Ten feet of the mazaar precincts, is the Anandamoyee Durga Temple, where Rai, a restaurant employee, offers his prayers with the same devotion. It’s a daily routine. He gets utmost peace and happiness in following it, he claims.
Mohammad Parvez, a small-time businessman, spends most of his evenings praying at the mazaar but doesn’t leave until he gets the prasad from the adjacent Durga temple.
At a time when religious leaders and right groups in the country are fighting a one-upmanship battle, a temple and mazaar sharing common confines on Ranchi’s Mahatma Gandhi road stand as an epitome of communal bonhomie and challenge the growing communal hatred.

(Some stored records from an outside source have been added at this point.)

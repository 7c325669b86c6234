use axum::{extract::State, http::StatusCode, Json};
use std::sync::Arc;
use tracing::{info, instrument};

use super::{
    models::Season,
    service::SeasonService,
    types::{SeasonCreateRequest, SeasonSummary, StatisticRequest},
};
use crate::shared::{AppError, AppState};
use crate::standings::SeasonStatistics;

fn season_service(state: &AppState) -> SeasonService {
    SeasonService::new(Arc::clone(&state.season_repository))
}

/// HTTP handler for creating a season
///
/// POST /season
#[instrument(name = "create_season", skip(state))]
pub async fn create_season(
    State(state): State<AppState>,
    Json(request): Json<SeasonCreateRequest>,
) -> Result<(StatusCode, Json<Season>), AppError> {
    let season = season_service(&state).create_season(request).await?;
    Ok((StatusCode::CREATED, Json(season)))
}

/// GET /season
#[instrument(name = "list_seasons", skip(state))]
pub async fn list_seasons(
    State(state): State<AppState>,
) -> Result<Json<Vec<SeasonSummary>>, AppError> {
    let seasons = season_service(&state).list_seasons().await?;
    info!(season_count = seasons.len(), "Seasons listed");
    Ok(Json(seasons))
}

/// HTTP handler for the league table and top scorers of a season
///
/// POST /statistics
#[instrument(name = "get_statistics", skip(state))]
pub async fn get_statistics(
    State(state): State<AppState>,
    Json(request): Json<StatisticRequest>,
) -> Result<Json<SeasonStatistics>, AppError> {
    let statistics = season_service(&state).statistics(&request.season).await?;
    Ok(Json(statistics))
}
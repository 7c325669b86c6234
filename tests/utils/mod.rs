pub mod actions;
pub mod catalog;
pub mod setup;

// Re-export main utilities for use by test files
#[allow(unused_imports)]
pub use catalog::catalog_player;
#[allow(unused_imports)]
pub use setup::{TestSetup, TestSetupBuilder};
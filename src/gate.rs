//! Logic gates used as node mechanisms.
//!
//! Every gate is a pure function from an ordered list of input bits to a
//! single output bit. Gates are resolved from their names once, when a
//! network is built, so evaluation never has to look anything up.

use std::fmt::{Display, Formatter};
use std::str::FromStr;

use crate::error::{ArityError, ConfigError};

#[derive(Debug, Copy, Clone, Eq, PartialEq, Hash)]
pub enum Gate {
    And,
    Or,
    Xor,
    Nand,
    Nor,
    Not,
    Copy,
    Majority,
    Minority,
    Parity,
    /// Outputs 1 iff at least `k` inputs are 1.
    AtLeast(usize),
    /// Outputs 1 iff fewer than `k` inputs are 1.
    Below(usize),
    /// Constant 0, regardless of inputs.
    Null,
}

// Registry
impl Gate {
    /// Gate names accepted in network configurations, with aliases.
    pub const NAMES: &'static [(&'static str, Gate)] = &[
        ("AND", Gate::And),
        ("NAND", Gate::Nand),
        ("OR", Gate::Or),
        ("NOR", Gate::Nor),
        ("COPY", Gate::Copy),
        ("NOT", Gate::Not),
        ("XOR", Gate::Xor),
        ("MAJORITY", Gate::Majority),
        ("MAJ", Gate::Majority),
        ("MINORITY", Gate::Minority),
        ("MIN", Gate::Minority),
        ("PARITY", Gate::Parity),
        ("PAR", Gate::Parity),
        ("NULL", Gate::Null),
    ];

    pub fn from_name(name: &str) -> Option<Gate> {
        Self::NAMES.iter().find(|(n, _)| *n == name).map(|&(_, gate)| gate)
    }
}

impl FromStr for Gate {
    type Err = ConfigError;

    fn from_str(s: &str) -> Result<Self, Self::Err> {
        Gate::from_name(s).ok_or_else(|| ConfigError::UnknownGate(s.to_string()))
    }
}

// Getters
impl Gate {
    /// Largest number of inputs the gate accepts, if bounded.
    pub const fn max_inputs(&self) -> Option<usize> {
        match self {
            Gate::Not | Gate::Copy => Some(1),
            _ => None,
        }
    }

    pub fn check_arity(&self, num_inputs: usize) -> Result<(), ArityError> {
        match self.max_inputs() {
            Some(max) if num_inputs > max => Err(ArityError {
                gate: *self,
                max,
                given: num_inputs,
            }),
            _ => Ok(()),
        }
    }
}

// Evaluation
impl Gate {
    /// Evaluates the gate on the given inputs.
    ///
    /// Fails with [`ArityError`] if a single-input gate (`COPY`, `NOT`)
    /// receives more than one input.
    pub fn evaluate(&self, inputs: &[bool]) -> Result<bool, ArityError> {
        self.check_arity(inputs.len())?;
        Ok(self.apply(inputs))
    }

    /// Evaluates the gate without checking its arity.
    ///
    /// Networks validate arity when they are built, so their update step goes
    /// through here.
    pub(crate) fn apply(&self, inputs: &[bool]) -> bool {
        let total = inputs.len();
        let ones = inputs.iter().filter(|&&b| b).count();
        match self {
            Gate::And => ones == total,
            Gate::Nand => ones != total,
            Gate::Or | Gate::Copy => ones >= 1,
            Gate::Nor | Gate::Not => ones == 0,
            Gate::Xor => ones % 2 == 1,
            Gate::Parity => ones % 2 == 0,
            // `ones > total / 2` over the reals
            Gate::Majority => 2 * ones > total,
            Gate::Minority => 2 * ones <= total,
            Gate::AtLeast(k) => ones >= *k,
            Gate::Below(k) => ones < *k,
            Gate::Null => false,
        }
    }
}

impl Display for Gate {
    fn fmt(&self, f: &mut Formatter<'_>) -> std::fmt::Result {
        match self {
            Gate::And => write!(f, "AND"),
            Gate::Or => write!(f, "OR"),
            Gate::Xor => write!(f, "XOR"),
            Gate::Nand => write!(f, "NAND"),
            Gate::Nor => write!(f, "NOR"),
            Gate::Not => write!(f, "NOT"),
            Gate::Copy => write!(f, "COPY"),
            Gate::Majority => write!(f, "MAJORITY"),
            Gate::Minority => write!(f, "MINORITY"),
            Gate::Parity => write!(f, "PARITY"),
            Gate::AtLeast(k) => write!(f, "AT_LEAST({})", k),
            Gate::Below(k) => write!(f, "BELOW({})", k),
            Gate::Null => write!(f, "NULL"),
        }
    }
}

#[cfg(test)]
mod tests {
    use super::*;

    use test_log::test;

    fn check(gate: Gate, expected: &[(&[u8], bool)]) {
        for &(inputs, output) in expected {
            let inputs: Vec<bool> = inputs.iter().map(|&b| b == 1).collect();
            assert_eq!(gate.evaluate(&inputs), Ok(output), "{} on {:?}", gate, inputs);
        }
    }

    #[test]
    fn test_and() {
        check(Gate::And, &[(&[0, 0], false), (&[0, 1], false), (&[1, 0], false), (&[1, 1], true)]);
    }

    #[test]
    fn test_or() {
        check(Gate::Or, &[(&[0, 0], false), (&[0, 1], true), (&[1, 0], true), (&[1, 1], true)]);
    }

    #[test]
    fn test_nand_nor() {
        check(Gate::Nand, &[(&[1, 1], false), (&[1, 0], true)]);
        check(Gate::Nor, &[(&[0, 0], true), (&[0, 1], false)]);
    }

    #[test]
    fn test_copy() {
        check(Gate::Copy, &[(&[0], false), (&[1], true)]);
        let err = Gate::Copy.evaluate(&[false, true]).unwrap_err();
        assert_eq!(err.gate, Gate::Copy);
        assert_eq!(err.given, 2);
    }

    #[test]
    fn test_not() {
        check(Gate::Not, &[(&[0], true), (&[1], false)]);
        assert!(Gate::Not.evaluate(&[false, true]).is_err());
        assert!(Gate::Not.evaluate(&[true, true, true]).is_err());
    }

    #[test]
    fn test_xor() {
        check(
            Gate::Xor,
            &[
                (&[0, 0], false),
                (&[0, 1], true),
                (&[1, 0], true),
                (&[1, 1], false),
                (&[0, 1, 0], true),
                (&[1, 0, 1], false),
                (&[1, 1, 1], true),
            ],
        );
    }

    #[test]
    fn test_majority_minority() {
        check(
            Gate::Majority,
            &[
                (&[0, 0], false),
                (&[0, 1], false),
                (&[1, 1], true),
                (&[0, 1, 0], false),
                (&[1, 0, 1], true),
                (&[1, 1, 1], true),
            ],
        );
        // Exactly half counts as a minority.
        check(Gate::Minority, &[(&[0, 1], true), (&[1, 1], false), (&[1, 0, 0], true), (&[1, 1, 0], false)]);
    }

    #[test]
    fn test_parity() {
        check(Gate::Parity, &[(&[], true), (&[1], false), (&[1, 1], true), (&[1, 1, 1], false)]);
    }

    #[test]
    fn test_thresholds() {
        check(Gate::AtLeast(2), &[(&[1, 0, 0], false), (&[1, 0, 1], true)]);
        check(Gate::Below(2), &[(&[1, 0, 0], true), (&[1, 1, 0], false)]);
        check(Gate::Null, &[(&[1, 1], false), (&[], false)]);
    }

    #[test]
    fn test_registry() {
        assert_eq!("AND".parse::<Gate>().unwrap(), Gate::And);
        assert_eq!("MAJ".parse::<Gate>().unwrap(), Gate::Majority);
        assert_eq!("PAR".parse::<Gate>().unwrap(), Gate::Parity);
        assert!(matches!("FOO".parse::<Gate>(), Err(ConfigError::UnknownGate(name)) if name == "FOO"));
    }
}
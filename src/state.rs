//! Network states and state configurations.

use std::fmt::{Debug, Display, Formatter};
use std::ops::Index;

use bitvec::prelude::*;

use crate::error::StateError;
use crate::network::Network;

/// A state of a network: one bit per node, indexed by node position.
#[derive(Clone, Eq, PartialEq, Hash, Default)]
pub struct State {
    bits: BitVec<u64, Lsb0>,
}

impl State {
    /// The all-zero state of `n` nodes.
    pub fn zeros(n: usize) -> Self {
        Self {
            bits: bitvec![u64, Lsb0; 0; n],
        }
    }

    /// The all-one state of `n` nodes.
    pub fn ones(n: usize) -> Self {
        Self {
            bits: bitvec![u64, Lsb0; 1; n],
        }
    }

    pub fn from_bits(bits: BitVec<u64, Lsb0>) -> Self {
        Self { bits }
    }

    pub fn len(&self) -> usize {
        self.bits.len()
    }

    pub fn is_empty(&self) -> bool {
        self.bits.is_empty()
    }

    pub fn get(&self, index: usize) -> bool {
        self.bits[index]
    }

    pub fn set(&mut self, index: usize, value: bool) {
        self.bits.set(index, value);
    }

    pub fn count_ones(&self) -> usize {
        self.bits.count_ones()
    }

    pub fn iter(&self) -> impl Iterator<Item = bool> + '_ {
        self.bits.iter().by_vals()
    }

    pub fn as_bitslice(&self) -> &BitSlice<u64, Lsb0> {
        &self.bits
    }

    pub fn to_vec(&self) -> Vec<bool> {
        self.iter().collect()
    }

    /// Projects the state onto the given node positions, in the given order.
    pub fn project(&self, indices: &[usize]) -> State {
        indices.iter().map(|&i| self.bits[i]).collect()
    }

    /// Checks that the state covers exactly `n` nodes.
    pub fn check_len(&self, n: usize) -> Result<(), StateError> {
        if self.len() == n {
            Ok(())
        } else {
            Err(StateError::Size {
                expected: n,
                found: self.len(),
            })
        }
    }
}

impl FromIterator<bool> for State {
    fn from_iter<I: IntoIterator<Item = bool>>(iter: I) -> Self {
        Self {
            bits: iter.into_iter().collect(),
        }
    }
}

impl From<&[bool]> for State {
    fn from(bits: &[bool]) -> Self {
        bits.iter().copied().collect()
    }
}

impl<const N: usize> From<[u8; N]> for State {
    fn from(bits: [u8; N]) -> Self {
        bits.iter().map(|&b| b != 0).collect()
    }
}

impl Index<usize> for State {
    type Output = bool;

    fn index(&self, index: usize) -> &Self::Output {
        &self.bits[index]
    }
}

impl Display for State {
    fn fmt(&self, f: &mut Formatter<'_>) -> std::fmt::Result {
        for b in self.iter() {
            write!(f, "{}", b as u8)?;
        }
        Ok(())
    }
}

impl Debug for State {
    fn fmt(&self, f: &mut Formatter<'_>) -> std::fmt::Result {
        write!(f, "State({})", self)
    }
}

/// How a caller describes the state of a network.
#[derive(Debug, Clone, Eq, PartialEq)]
pub enum StateConfig {
    /// Explicit bit per node, in node order.
    Bits(Vec<bool>),
    /// Nodes switched on (all others off), or switched off (all others on).
    /// Exactly one of the two lists must be given.
    Nodes {
        on: Option<Vec<String>>,
        off: Option<Vec<String>>,
    },
}

impl StateConfig {
    pub fn on<S: Into<String>>(labels: impl IntoIterator<Item = S>) -> Self {
        StateConfig::Nodes {
            on: Some(labels.into_iter().map(Into::into).collect()),
            off: None,
        }
    }

    pub fn off<S: Into<String>>(labels: impl IntoIterator<Item = S>) -> Self {
        StateConfig::Nodes {
            on: None,
            off: Some(labels.into_iter().map(Into::into).collect()),
        }
    }
}

impl<const N: usize> From<[u8; N]> for StateConfig {
    fn from(bits: [u8; N]) -> Self {
        StateConfig::Bits(bits.iter().map(|&b| b != 0).collect())
    }
}

impl From<Vec<bool>> for StateConfig {
    fn from(bits: Vec<bool>) -> Self {
        StateConfig::Bits(bits)
    }
}

/// Turns a state configuration into a state of `network`.
pub fn parse_state_config(network: &Network, config: &StateConfig) -> Result<State, StateError> {
    match config {
        StateConfig::Bits(bits) => {
            let state = State::from(bits.as_slice());
            state.check_len(network.len())?;
            Ok(state)
        }
        StateConfig::Nodes {
            on: Some(on),
            off: None,
        } => {
            let mut state = State::zeros(network.len());
            for label in on {
                state.set(lookup(network, label)?, true);
            }
            Ok(state)
        }
        StateConfig::Nodes {
            on: None,
            off: Some(off),
        } => {
            let mut state = State::ones(network.len());
            for label in off {
                state.set(lookup(network, label)?, false);
            }
            Ok(state)
        }
        StateConfig::Nodes { .. } => Err(StateError::Spec),
    }
}

fn lookup(network: &Network, label: &str) -> Result<usize, StateError> {
    network
        .index_of(label)
        .ok_or_else(|| StateError::UnknownNode(label.to_string()))
}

The two shrines, hardly separated by 10 feet, with an incense stick shop in between, attract scores of Ram Babu Rais and Mohammad Parvezs every day. They rub shoulders, pray and eat together and walk home hand in hand with bliss writ large on their faces.
While Jharkhand, according to the National Crime Records Bureau (NCRB), saw the maximum communal flare-ups in 2013, this campus housing the two shrines has not witnessed a single incident of communal disharmony since the pre-independence era.
According to the NCRB 2014 report, with 349 incidents of communal violence, Jharkhand recorded the maximum number of such incidents. It was followed by Haryana with 207 incidents and Tamil Nadu with 120 incidents.
“People coming out of the temple and entering the mazaar might be an unusual scene for outsiders, but for Ranchiites, it’s so common. We eat prasad from the temple and they offer prayer here,” said Parvez.
As the temple authorities get ready for the forthcoming Durga Puja, like every year, mazaar workers and Khadims have volunteered to take up the responsibility of managing the crowd and ensuring a peaceful puja.
“Volunteering during puja gives us happiness,” said Khadim Mohammad Zahir.
Durga Puja at the ashram is one of the oldest Bengali festivals in the city.
Hari Pada Rai, the chief priest at the temple, said devotees often come to the campus to seek blessings of Ma Anandamoyee as well as Kulhari Baba.
“This campus has sacred vibes. Forget communal tension, I have not even seen a quarrel here,” he said.
His co-priest, PS Ghoshal, who joined the temple about three months ago, said, “I was initially surprised to see Muslims entering the temple. Later I realised the mazaar and the temple do not believe in any communal divide.”
While nobody knows when the Mazaar was established, the temple has been functioning for over 150 years, say priests.
“I don’t think either of the two shrines strictly belongs to any particular community. We all have faith in the mazaar as well as the ashram,” said Somesh Ray, a devotee at the ashram, who claims to have offered at least three chaadars at the mazaar.